Why it matters more than it seems
While everything's fine, it doesn't matter at all. Then one of these moments arrives:
- A vet visit is faster and more accurate when you can show the weight history and last vaccination right away.
- An emergency in the evening or on holiday, with a vet who doesn't know your dog, allergies and medications at hand can save precious time.
- Pet-sitting or handing over to family: whoever's caring for the animal knows what and when.
- A lost pet: the chip number and contacts immediately, not once you've found them at home.
Your pet's digital passport, what belongs in it
- microchip number + which registry it's recorded in
- vaccinations (rabies and others) with dates and batches
- deworming and parasite protection
- weight recorded over time
- allergies and long-term medications
- contact for your vet and the nearest emergency clinic
- food and any care quirks
Can you put your hands on all seven within thirty seconds? If not, you've got a small weekend task.
How to finally keep it together
The paper booklet has one flaw: it's always where you aren't. You leave it at home for the vet, in a different bag on holiday, and you can't read the vaccine batch off it anyway.
A digital record flips this. It's wherever your phone is, which is almost always. It reminds you of a due date before you miss it. And it can be shared with whoever's looking after your pet. Whichever approach you choose, the point is the same: one place you always have with you.

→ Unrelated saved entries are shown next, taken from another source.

//! `@import` directive parsing.

use cssparser::{Parser, ParserInput, Token};

/// Parsed form of one `@import` rule: target path plus media condition
/// (empty when the import is unconditioned).
#[derive(Debug, Clone, PartialEq, Eq)]
pub struct ImportDirective {
    pub path: String,
    pub condition: String,
}

/// Parses the raw text of one `@import` rule (`@import <target> <cond>;`).
///
/// Accepts `"path"`, `url(path)`, and `url("path")` targets, followed by an
/// optional media condition up to the terminating `;`. Returns `None` on
/// anything else; callers must skip the rule and continue.
pub fn parse_import(raw: &str) -> Option<ImportDirective> {
    let mut input = ParserInput::new(raw);
    let mut parser = Parser::new(&mut input);

    let keyword = parser.next().ok()?.clone();
    match keyword {
        Token::AtKeyword(name) if name.eq_ignore_ascii_case("import") => {}
        _ => return None,
    }

    let target = parser.next().ok()?.clone();
    let path = match target {
        // `url(path)` without quotes tokenizes as a single url token.
        Token::QuotedString(value) | Token::UnquotedUrl(value) => value.to_string(),
        Token::Function(name) if name.eq_ignore_ascii_case("url") => parser
            .parse_nested_block(|block| {
                let inner = block.next()?.clone();
                match inner {
                    Token::QuotedString(value) | Token::UnquotedUrl(value) => {
                        consume_remainder(block);
                        Ok(value.to_string())
                    }
                    _ => Err(block.new_custom_error::<(), ()>(())),
                }
            })
            .ok()?,
        _ => return None,
    };

    let start = parser.position();
    loop {
        let token = match parser.next_including_whitespace() {
            Ok(token) => token.clone(),
            Err(_) => break,
        };
        match token {
            Token::Semicolon => break,
            Token::Function(_)
            | Token::ParenthesisBlock
            | Token::SquareBracketBlock
            | Token::CurlyBracketBlock => {
                let _ = parser.parse_nested_block(
                    |block| -> Result<(), cssparser::ParseError<'_, ()>> {
                        consume_remainder(block);
                        Ok(())
                    },
                );
            }
            _ => {}
        }
    }
    let condition = parser
        .slice_from(start)
        .trim_end()
        .trim_end_matches(';')
        .trim()
        .to_string();

    Some(ImportDirective { path, condition })
}

/// Drains a nested block so the outer parser lands past its closing brace.
fn consume_remainder(parser: &mut Parser) {
    while parser.next_including_whitespace_and_comments().is_ok() {}
}

#[cfg(test)]
mod tests {
    use super::*;

    #[test]
    fn quoted_target() {
        let directive = parse_import("@import \"test.css\";").unwrap();
        assert_eq!(directive.path, "test.css");
        assert_eq!(directive.condition, "");
    }

    #[test]
    fn url_target_unquoted() {
        let directive = parse_import("@import url(test.css);").unwrap();
        assert_eq!(directive.path, "test.css");
        assert_eq!(directive.condition, "");
    }

    #[test]
    fn url_target_quoted() {
        let directive = parse_import("@import url(\"test.css\");").unwrap();
        assert_eq!(directive.path, "test.css");
        assert_eq!(directive.condition, "");
    }

    #[test]
    fn media_condition_preserved() {
        let directive =
            parse_import("@import \"narrow.css\" screen and (min-width: 100px);").unwrap();
        assert_eq!(directive.path, "narrow.css");
        assert_eq!(directive.condition, "screen and (min-width: 100px)");
    }

    #[test]
    fn absolute_target() {
        let directive = parse_import("@import url(http://other.domain/x.css) print;").unwrap();
        assert_eq!(directive.path, "http://other.domain/x.css");
        assert_eq!(directive.condition, "print");
    }

    #[test]
    fn missing_target_rejected() {
        assert!(parse_import("@import ;").is_none());
    }

    #[test]
    fn wrong_keyword_rejected() {
        assert!(parse_import("@media screen;").is_none());
    }

    #[test]
    fn bare_identifier_target_rejected() {
        assert!(parse_import("@import test.css;").is_none());
    }

    #[test]
    fn empty_input_rejected() {
        assert!(parse_import("").is_none());
    }
}
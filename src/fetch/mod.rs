//! Content fetching for import targets.
//!
//! One blocking GET per call via the curl crate (libcurl). Redirects are
//! followed by the transport; the redirect target is surfaced through the
//! `Location` header so relative references inside the fetched body can be
//! rebased against the URL the content actually came from.

mod error;
mod parse;

pub use error::TransportError;

use std::collections::HashMap;
use std::str;
use std::time::Duration;

use crate::rewrite;

/// Result of one GET: body bytes plus normalized response headers.
#[derive(Debug, Clone)]
pub struct Response {
    pub body: Vec<u8>,
    /// Final hop's headers, lowercase names.
    pub headers: HashMap<String, String>,
    /// Redirect target, if the transfer was redirected.
    pub location: Option<String>,
}

impl Response {
    /// The URL fetched content should be interpreted against: the redirect
    /// target (resolved against the requested URL, since `Location` may be
    /// relative) if the transfer was redirected, else the requested URL.
    pub fn effective_url(&self, requested: &str) -> String {
        match &self.location {
            Some(location) => rewrite::resolve_reference(requested, location),
            None => requested.to_string(),
        }
    }
}

/// Transport seam for the resolver.
///
/// The engine performs exactly one GET per import and never retries.
/// Implementations own redirect following and timeouts; the core defines
/// neither. Tests and hosts substitute their own implementation.
pub trait Transport {
    fn get(
        &self,
        url: &str,
        headers: &HashMap<String, String>,
    ) -> Result<Response, TransportError>;
}

/// Blocking transport on curl easy handles.
#[derive(Debug, Clone)]
pub struct CurlTransport {
    pub connect_timeout: Duration,
    pub timeout: Duration,
}

impl Default for CurlTransport {
    fn default() -> Self {
        Self {
            connect_timeout: Duration::from_secs(15),
            timeout: Duration::from_secs(30),
        }
    }
}

impl Transport for CurlTransport {
    fn get(
        &self,
        url: &str,
        custom_headers: &HashMap<String, String>,
    ) -> Result<Response, TransportError> {
        let mut header_lines: Vec<String> = Vec::new();
        let mut body: Vec<u8> = Vec::new();

        let mut easy = curl::easy::Easy::new();
        easy.url(url)?;
        easy.get(true)?;
        easy.follow_location(true)?;
        easy.max_redirections(10)?;
        easy.connect_timeout(self.connect_timeout)?;
        easy.timeout(self.timeout)?;

        let mut list = curl::easy::List::new();
        for (k, v) in custom_headers {
            list.append(&format!("{}: {}", k.trim(), v.trim()))?;
        }
        if !custom_headers.is_empty() {
            easy.http_headers(list)?;
        }

        {
            let mut transfer = easy.transfer();
            transfer.header_function(|data| {
                if let Ok(s) = str::from_utf8(data) {
                    header_lines.push(s.trim_end().to_string());
                }
                true
            })?;
            transfer.write_function(|data| {
                body.extend_from_slice(data);
                Ok(data.len())
            })?;
            transfer.perform()?;
        }

        let code = easy.response_code()?;
        if !(200..300).contains(&code) {
            return Err(TransportError::Http(code));
        }

        let (headers, location) = parse::parse_header_lines(&header_lines);
        Ok(Response {
            body,
            headers,
            location,
        })
    }
}
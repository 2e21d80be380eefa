//! Stylesheet data model.
//!
//! Parsing, serialization, and `url(...)` rewriting live in submodules; the
//! model itself is a closed enum so rule dispatch in the resolver is
//! exhaustive at compile time.

mod parse;
mod rewrite;
mod serialize;

pub use parse::parse;
pub use rewrite::rewrite_urls;
pub use serialize::serialize;

/// One `property: value` pair inside a style rule.
#[derive(Debug, Clone, PartialEq, Eq)]
pub struct Declaration {
    pub property: String,
    pub value: String,
}

/// A top-level stylesheet rule.
#[derive(Debug, Clone, PartialEq, Eq)]
pub enum Rule {
    /// Raw `@import` expression: everything after the keyword, without the
    /// trailing `;`. Always replaced or dropped by resolution; never present
    /// in final output.
    Import { expr: String },
    /// `@charset` declaration. Dropped from final output: content has been
    /// normalized to one encoding by the time it is merged.
    Charset { value: String },
    /// Selector list plus declarations (possibly empty).
    Style {
        selectors: Vec<String>,
        declarations: Vec<Declaration>,
    },
    /// Merge artifact wrapping the rules of a conditioned import. Input
    /// `@media` blocks parse as `Other` and pass through verbatim.
    Media { condition: String, rules: Vec<Rule> },
    /// Any other rule kind, kept verbatim and order-preserving.
    Other { raw: String },
}

/// An ordered rule list annotated with the URL it was parsed against.
/// Owned by the resolution run that created it; resolution replaces the rule
/// sequence in place.
#[derive(Debug, Clone, PartialEq, Eq)]
pub struct Stylesheet {
    pub source: String,
    pub rules: Vec<Rule>,
}
//! Charset detection and decoding for fetched stylesheet bodies.
//!
//! The encoding label comes from the `content-type` response header when
//! present, otherwise from a leading `@charset "..."` declaration in the
//! first 256 bytes. The header always wins over content sniffing.

use encoding_rs::Encoding;
use std::collections::HashMap;

/// How many leading bytes are inspected for an `@charset` declaration.
const SNIFF_LIMIT: usize = 256;

/// Detects the encoding label for a response body, or `None` if neither the
/// `content-type` header nor a leading `@charset` declaration names one.
pub fn detect_encoding(headers: &HashMap<String, String>, body: &[u8]) -> Option<String> {
    if let Some(value) = headers.get("content-type") {
        if let Some(label) = charset_param(value) {
            return Some(label);
        }
    }
    let prefix = &body[..body.len().min(SNIFF_LIMIT)];
    charset_at_rule(prefix)
}

/// Decodes a response body to text using the detected encoding.
///
/// An unknown label or no label at all degrades to lossy UTF-8; decoding
/// itself never fails, malformed sequences become replacement characters.
pub fn decode_body(headers: &HashMap<String, String>, body: &[u8]) -> String {
    match detect_encoding(headers, body).and_then(|label| Encoding::for_label(label.as_bytes())) {
        Some(encoding) => encoding.decode(body).0.into_owned(),
        None => String::from_utf8_lossy(body).into_owned(),
    }
}

/// Extracts the `charset=<token>` parameter from a content-type value.
/// The token must start right after the `=`; a quoted charset does not match.
fn charset_param(value: &str) -> Option<String> {
    let lower = value.to_ascii_lowercase();
    let mut search = 0;
    while let Some(found) = lower[search..].find("charset=") {
        let start = search + found + "charset=".len();
        let token = label_token(value[start..].as_bytes());
        if !token.is_empty() {
            return Some(token.to_string());
        }
        search = start;
    }
    None
}

/// Recognizes `@charset "<token>"` anchored at offset zero. The keyword is
/// case-insensitive; the single space and double quotes are exact. The
/// captured token keeps its original casing.
fn charset_at_rule(prefix: &[u8]) -> Option<String> {
    const LEAD: &[u8] = b"@charset \"";
    if prefix.len() < LEAD.len() || !prefix[..LEAD.len()].eq_ignore_ascii_case(LEAD) {
        return None;
    }
    let rest = &prefix[LEAD.len()..];
    let token = label_token(rest);
    if token.is_empty() || rest.get(token.len()) != Some(&b'"') {
        return None;
    }
    Some(token.to_string())
}

/// Leading run of encoding-label characters (`[A-Za-z0-9_-]`).
fn label_token(bytes: &[u8]) -> &str {
    let end = bytes
        .iter()
        .position(|b| !(b.is_ascii_alphanumeric() || *b == b'-' || *b == b'_'))
        .unwrap_or(bytes.len());
    // The matched range is pure ASCII.
    std::str::from_utf8(&bytes[..end]).unwrap_or("")
}
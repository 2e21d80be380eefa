pub mod css_server;
//! Transport error type for a single fetch attempt.

use std::fmt;

/// Error from one GET: a curl-level failure or a non-2xx final status.
/// Carried into the run's aggregated error list; never retried.
#[derive(Debug)]
pub enum TransportError {
    /// Curl reported an error (resolve, connect, timeout, TLS, ...).
    Curl(curl::Error),
    /// The final response had a non-2xx status.
    Http(u32),
}

impl fmt::Display for TransportError {
    fn fmt(&self, f: &mut fmt::Formatter<'_>) -> fmt::Result {
        match self {
            TransportError::Curl(e) => write!(f, "{}", e),
            TransportError::Http(code) => write!(f, "HTTP {}", code),
        }
    }
}

impl std::error::Error for TransportError {
    fn source(&self) -> Option<&(dyn std::error::Error + 'static)> {
        match self {
            TransportError::Curl(e) => Some(e),
            TransportError::Http(_) => None,
        }
    }
}

impl From<curl::Error> for TransportError {
    fn from(e: curl::Error) -> Self {
        TransportError::Curl(e)
    }
}
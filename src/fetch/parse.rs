//! Parse raw HTTP response header lines into a lookup map.

use std::collections::HashMap;

/// Folds collected header lines into a lowercase-keyed map.
///
/// A status line (`HTTP/...`) starts a new response in a redirect chain and
/// resets the map, so only the final hop's headers survive. The most recent
/// `Location` value is kept separately across hops: it names the redirect
/// target the final response was fetched from.
pub(crate) fn parse_header_lines(lines: &[String]) -> (HashMap<String, String>, Option<String>) {
    let mut headers = HashMap::new();
    let mut location = None;

    for line in lines {
        let line = line.trim();
        if line.is_empty() {
            continue;
        }
        if line.len() >= 5 && line.as_bytes()[..5].eq_ignore_ascii_case(b"http/") {
            headers.clear();
            continue;
        }
        if let Some((name, value)) = line.split_once(':') {
            let name = name.trim().to_ascii_lowercase();
            let value = value.trim();
            if name == "location" && !value.is_empty() {
                location = Some(value.to_string());
            }
            headers.insert(name, value.to_string());
        }
    }

    (headers, location)
}
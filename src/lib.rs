//! Recursive remote `@import` resolution for CSS stylesheets.
//!
//! Walks a parsed stylesheet, fetches each imported resource, decodes it,
//! resolves its own imports depth-first, and merges the result back at the
//! import's position — flattened, or wrapped in one `@media` rule when the
//! import carried a condition. Relative `url(...)` references inside fetched
//! content are rewritten against the URL they were fetched from so they stay
//! valid after the merge. One failing import never blocks the rest: the run
//! always yields a populated stylesheet plus the list of per-import errors.

pub mod charset;
pub mod directive;
pub mod fetch;
pub mod resolve;
pub mod rewrite;
pub mod sheet;
pub mod visited;

use anyhow::Result;

pub use fetch::{CurlTransport, Transport, TransportError};
pub use resolve::{ImportError, ResolveOptions};
pub use sheet::{Declaration, Rule, Stylesheet};

/// Parses `css` against `source_url`, resolves every import, and serializes
/// the result.
///
/// Returns the final text together with the per-import errors; errors never
/// abort the run, the text contains whatever resolved. Fails only if the
/// top-level text itself cannot be parsed.
pub fn inline_imports(
    css: &str,
    source_url: &str,
    transport: &dyn Transport,
    options: &ResolveOptions,
) -> Result<(String, Vec<ImportError>)> {
    let mut stylesheet = sheet::parse(css, source_url)?;
    let errors = resolve::resolve_imports(&mut stylesheet, transport, options);
    Ok((sheet::serialize(&stylesheet), errors))
}
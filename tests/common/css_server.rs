//! Minimal HTTP/1.1 server serving canned stylesheet routes for tests.
//!
//! Routes are matched by exact request path; unknown paths get 404. Runs in
//! a background thread until the process exits.

use std::collections::HashMap;
use std::io::{Read, Write};
use std::net::TcpListener;
use std::sync::Arc;
use std::thread;

/// One canned response.
#[derive(Debug, Clone)]
pub struct Route {
    pub status: u32,
    pub content_type: Option<String>,
    pub location: Option<String>,
    pub body: Vec<u8>,
}

impl Route {
    /// 200 text/css response.
    pub fn css(body: &str) -> Self {
        Self {
            status: 200,
            content_type: Some("text/css".to_string()),
            location: None,
            body: body.as_bytes().to_vec(),
        }
    }

    /// 200 response with an explicit charset parameter and raw bytes.
    pub fn css_with_charset(body: Vec<u8>, charset: &str) -> Self {
        Self {
            status: 200,
            content_type: Some(format!("text/css; charset={charset}")),
            location: None,
            body,
        }
    }

    /// 301 redirect to `target`.
    pub fn redirect(target: &str) -> Self {
        Self {
            status: 301,
            content_type: None,
            location: Some(target.to_string()),
            body: Vec::new(),
        }
    }
}

/// Starts a server serving `routes` and returns the base URL
/// (e.g. "http://127.0.0.1:12345/").
pub fn start(routes: HashMap<String, Route>) -> String {
    let listener = TcpListener::bind("127.0.0.1:0").expect("bind");
    let port = listener.local_addr().unwrap().port();
    let routes = Arc::new(routes);
    thread::spawn(move || {
        for stream in listener.incoming().flatten() {
            let routes = Arc::clone(&routes);
            thread::spawn(move || handle(stream, &routes));
        }
    });
    format!("http://127.0.0.1:{}/", port)
}

fn handle(mut stream: std::net::TcpStream, routes: &HashMap<String, Route>) {
    let _ = stream.set_read_timeout(Some(std::time::Duration::from_secs(2)));
    let _ = stream.set_write_timeout(Some(std::time::Duration::from_secs(2)));
    let mut buf = [0u8; 8192];
    let n = match stream.read(&mut buf) {
        Ok(0) => return,
        Ok(n) => n,
        Err(_) => return,
    };
    let request = match std::str::from_utf8(&buf[..n]) {
        Ok(s) => s,
        Err(_) => return,
    };
    let path = match request_path(request) {
        Some(path) => path,
        None => return,
    };

    match routes.get(path) {
        Some(route) => {
            let mut response = format!(
                "HTTP/1.1 {} {}\r\nContent-Length: {}\r\nConnection: close\r\n",
                route.status,
                reason(route.status),
                route.body.len()
            );
            if let Some(content_type) = &route.content_type {
                response.push_str(&format!("Content-Type: {}\r\n", content_type));
            }
            if let Some(location) = &route.location {
                response.push_str(&format!("Location: {}\r\n", location));
            }
            response.push_str("\r\n");
            let _ = stream.write_all(response.as_bytes());
            let _ = stream.write_all(&route.body);
        }
        None => {
            let _ = stream.write_all(
                b"HTTP/1.1 404 Not Found\r\nContent-Length: 9\r\n\r\nnot found",
            );
        }
    }
}

fn request_path(request: &str) -> Option<&str> {
    let first_line = request.lines().next()?;
    first_line.split_whitespace().nth(1)
}

fn reason(status: u32) -> &'static str {
    match status {
        200 => "OK",
        301 => "Moved Permanently",
        404 => "Not Found",
        _ => "OK",
    }
}
//! The import resolver: walks a rule list depth-first, fetching and merging
//! imported stylesheets in place.
//!
//! Strictly sequential: import *N*'s entire subtree resolves before import
//! *N+1* is looked at, and the fetch is the only suspension point. One
//! [`VisitedSet`] travels through the whole recursion, so cycles and
//! duplicates are cut off globally for the run. Failures are recorded per
//! import and never block sibling rules.

mod error;

pub use error::ImportError;

use std::collections::HashMap;

use crate::charset;
use crate::directive;
use crate::fetch::Transport;
use crate::rewrite;
use crate::sheet::{self, Rule, Stylesheet};
use crate::visited::VisitedSet;

/// Per-run options. `Default` sends no extra headers and leaves fetched text
/// untouched before parsing.
pub struct ResolveOptions {
    /// Extra request headers sent on every fetch.
    pub headers: HashMap<String, String>,
    /// Hook applied to decoded text before parsing.
    pub preprocess: Option<Box<dyn Fn(String) -> String + Send + Sync>>,
}

impl Default for ResolveOptions {
    fn default() -> Self {
        Self {
            headers: HashMap::new(),
            preprocess: None,
        }
    }
}

/// Resolves every `@import` in `sheet`, replacing its rule list in place.
///
/// Returns the per-import errors encountered; an empty list means full
/// success. The stylesheet is always left populated with whatever resolved
/// (best-effort, not all-or-nothing).
pub fn resolve_imports(
    sheet: &mut Stylesheet,
    transport: &dyn Transport,
    options: &ResolveOptions,
) -> Vec<ImportError> {
    let mut run = Run {
        transport,
        options,
        visited: VisitedSet::new(),
        errors: Vec::new(),
    };
    run.resolve_rules(sheet);
    run.errors
}

/// State for one top-level invocation. Nothing here survives the run.
struct Run<'a> {
    transport: &'a dyn Transport,
    options: &'a ResolveOptions,
    visited: VisitedSet,
    errors: Vec<ImportError>,
}

impl Run<'_> {
    fn resolve_rules(&mut self, sheet: &mut Stylesheet) {
        let rules = std::mem::take(&mut sheet.rules);
        let mut out = Vec::with_capacity(rules.len());
        for rule in rules {
            match rule {
                Rule::Charset { .. } => {}
                Rule::Import { expr } => self.resolve_import(&expr, &sheet.source, &mut out),
                Rule::Style {
                    selectors,
                    declarations,
                } => out.push(Rule::Style {
                    selectors,
                    declarations,
                }),
                Rule::Media { condition, rules } => out.push(Rule::Media { condition, rules }),
                Rule::Other { raw } => out.push(Rule::Other { raw }),
            }
        }
        sheet.rules = out;
    }

    fn resolve_import(&mut self, expr: &str, source: &str, out: &mut Vec<Rule>) {
        let raw = format!("@import {expr};");
        let Some(directive) = directive::parse_import(&raw) else {
            tracing::debug!("skipping unparsable import: {}", expr);
            return;
        };

        let target = rewrite::resolve_reference(source, &directive.path);
        if self.visited.contains(&target) {
            tracing::debug!("dropping already-resolved import of {}", target);
            return;
        }
        self.visited.insert(&target);

        tracing::debug!("fetching import {}", target);
        let response = match self.transport.get(&target, &self.options.headers) {
            Ok(response) => response,
            Err(err) => {
                tracing::warn!("fetch failed for {}: {}", target, err);
                self.errors.push(ImportError::Transport {
                    url: target,
                    source: err,
                });
                return;
            }
        };
        let effective = response.effective_url(&target);

        let mut text = charset::decode_body(&response.headers, &response.body);
        if let Some(preprocess) = &self.options.preprocess {
            text = preprocess(text);
        }

        let mut inner = match sheet::parse(&text, &effective) {
            Ok(inner) => inner,
            Err(err) => {
                tracing::warn!("parse failed for {}: {}", target, err);
                self.errors.push(ImportError::Content {
                    url: target,
                    source: err,
                });
                return;
            }
        };
        let resolve = rewrite::resolver_for(&effective);
        if let Err(err) = sheet::rewrite_urls(&mut inner, &resolve) {
            tracing::warn!("url rewrite failed for {}: {}", target, err);
            self.errors.push(ImportError::Content {
                url: target,
                source: err,
            });
            return;
        }

        // Entire subtree before the next sibling.
        self.resolve_rules(&mut inner);

        if directive.condition.is_empty() {
            out.extend(inner.rules);
        } else {
            out.push(Rule::Media {
                condition: directive.condition,
                rules: inner.rules,
            });
        }
    }
}
#[tokio::test]
async fn test_add_metric_rejections() {
    let h = Harness::new().await;

    let err = h
        .orchestrator
        .add_metric(&editor(), &id(), &NewMetric::new("B", "metric_percentage"))
        .await
        .unwrap_err();
    assert!(matches!(err, PlaybookError::InvalidMetricType(t) if t == "metric_percentage"));

    let err = h
        .orchestrator
        .add_metric(&editor(), &id(), &NewMetric::new("a", "metric_integer"))
        .await
        .unwrap_err();
    assert_eq!(err.kind(), ErrorKind::InvalidField);

    let err = h
        .orchestrator
        .add_metric(&viewer(), &id(), &NewMetric::new("B", "metric_integer"))
        .await
        .unwrap_err();
    assert_eq!(err.kind(), ErrorKind::PermissionDenied);

    let err = h
        .orchestrator
        .add_metric(
            &editor(),
            &PlaybookId::from("nope"),
            &NewMetric::new("B", "metric_integer"),
        )
        .await
        .unwrap_err();
    assert!(matches!(err, PlaybookError::PlaybookNotFound(_)));

    assert_eq!(h.store.save_count(), 0);
}

#[tokio::test]
async fn test_metric_limit_applies_to_admins() {
    let h = Harness::new().await;
    for title in ["B", "C", "D"] {
        h.orchestrator
            .add_metric(&admin(), &id(), &NewMetric::new(title, "metric_integer"))
            .await
            .unwrap();
    }

    let err = h
        .orchestrator
        .add_metric(&admin(), &id(), &NewMetric::new("E", "metric_integer"))
        .await
        .unwrap_err();
    assert!(matches!(err, PlaybookError::LimitExceeded { limit: 4, .. }));
}

#[tokio::test]
async fn test_update_metric_keeps_position() {
    let h = Harness::new().await;
    h.orchestrator
        .add_metric(&editor(), &id(), &NewMetric::new("B", "metric_integer").with_id("m2"))
        .await
        .unwrap();

    let update = MetricUpdate {
        title: Patch::Set("A renamed".to_string()),
        target: Patch::Set(60_000),
        ..Default::default()
    };
    h.orchestrator
        .update_metric(&editor(), &MetricId::from("m1"), &update)
        .await
        .unwrap();

    let playbook = h.playbook().await;
    assert_eq!(
        metric_titles(&playbook),
        vec![
            ("m1".to_string(), "A renamed".to_string()),
            ("m2".to_string(), "B".to_string())
        ]
    );
    let m1 = playbook.metrics.get(&MetricId::from("m1")).unwrap();
    assert_eq!(m1.target, Some(60_000));
    assert_eq!(m1.metric_type, MetricType::Duration);
}
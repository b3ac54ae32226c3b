//! Error types for the playbooks core library.
//!
//! Every rejection the engine produces carries a stable error code, an
//! [`ErrorKind`] that transport layers can map onto their own status model,
//! and the field or identity that caused it.
//!
//! # Error Codes Reference
//!
//! | Code Range | Category | Description |
//! |------------|----------|-------------|
//! | E1001-E1099 | Database | Connection, query, migration errors |
//! | E2001-E2099 | Config | Environment, config file, and validation errors |
//! | E3001-E3099 | Lookup | Playbook and metric not found |
//! | E4001-E4099 | Authorization | Field-level permission and owner eligibility |
//! | E5001-E5099 | Structure | Limits, metric types, malformed field values |
//! | E6001-E6099 | Dependency | Membership directory / storage availability, write conflicts |
//! | E9001-E9099 | General | Internal, IO, serialization errors |

use std::fmt;
use std::time::Duration;
use thiserror::Error;
use tracing::{error, info, warn};

/// Configuration for retry behavior with exponential backoff.
#[derive(Debug, Clone)]
pub struct RetryConfig {
    /// Maximum number of attempts, including the first one
    pub max_attempts: u32,
    pub initial_delay: Duration,
    pub max_delay: Duration,
    /// Multiplier for exponential backoff (e.g., 2.0 for doubling)
    pub backoff_multiplier: f64,
    /// Whether to add jitter to prevent thundering herd
    pub jitter: bool,
}

impl Default for RetryConfig {
    fn default() -> Self {
        Self {
            max_attempts: 3,
            initial_delay: Duration::from_millis(100),
            max_delay: Duration::from_secs(30),
            backoff_multiplier: 2.0,
            jitter: true,
        }
    }
}

impl RetryConfig {
    /// Retry policy for membership lookups, which are idempotent reads.
    pub fn for_membership(max_attempts: u32) -> Self {
        Self {
            max_attempts: max_attempts.max(1),
            initial_delay: Duration::from_millis(50),
            max_delay: Duration::from_secs(2),
            backoff_multiplier: 2.0,
            jitter: true,
        }
    }

    /// Calculate the delay for a given attempt number (0-indexed).
    pub fn delay_for_attempt(&self, attempt: u32) -> Duration {
        let base_delay =
            self.initial_delay.as_millis() as f64 * self.backoff_multiplier.powi(attempt as i32);
        let capped_delay = base_delay.min(self.max_delay.as_millis() as f64);

        let final_delay = if self.jitter {
            // up to 25% extra
            let jitter_factor = 1.0 + (rand_jitter() * 0.25);
            capped_delay * jitter_factor
        } else {
            capped_delay
        };

        Duration::from_millis(final_delay as u64)
    }
}

/// Cheap jitter source derived from the clock; returns a value in [0.0, 1.0).
fn rand_jitter() -> f64 {
    use std::time::SystemTime;
    let nanos = SystemTime::now()
        .duration_since(SystemTime::UNIX_EPOCH)
        .unwrap_or_default()
        .subsec_nanos();
    (nanos % 1000) as f64 / 1000.0
}

/// Coarse classification of a [`PlaybookError`], stable across variants.
#[derive(Debug, Clone, Copy, PartialEq, Eq, Hash)]
pub enum ErrorKind {
    NotFound,
    PermissionDenied,
    InvalidOwner,
    LimitExceeded,
    InvalidMetricType,
    InvalidField,
    DependencyUnavailable,
    Conflict,
    Config,
    Internal,
}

That's exactly why PetPal exists, a digital passport for dogs and cats, where every pet has its own profile, health records, and vaccination reminders in one place. No more digging through the drawer.
What to sort out today
You don't have to handle everything at once. Start with the most important thing: confirm that your dog's chip is actually registered (and that your contact details are current), and note the number and date of the last vaccination somewhere you'll find it a year from now. Fill in the rest gradually.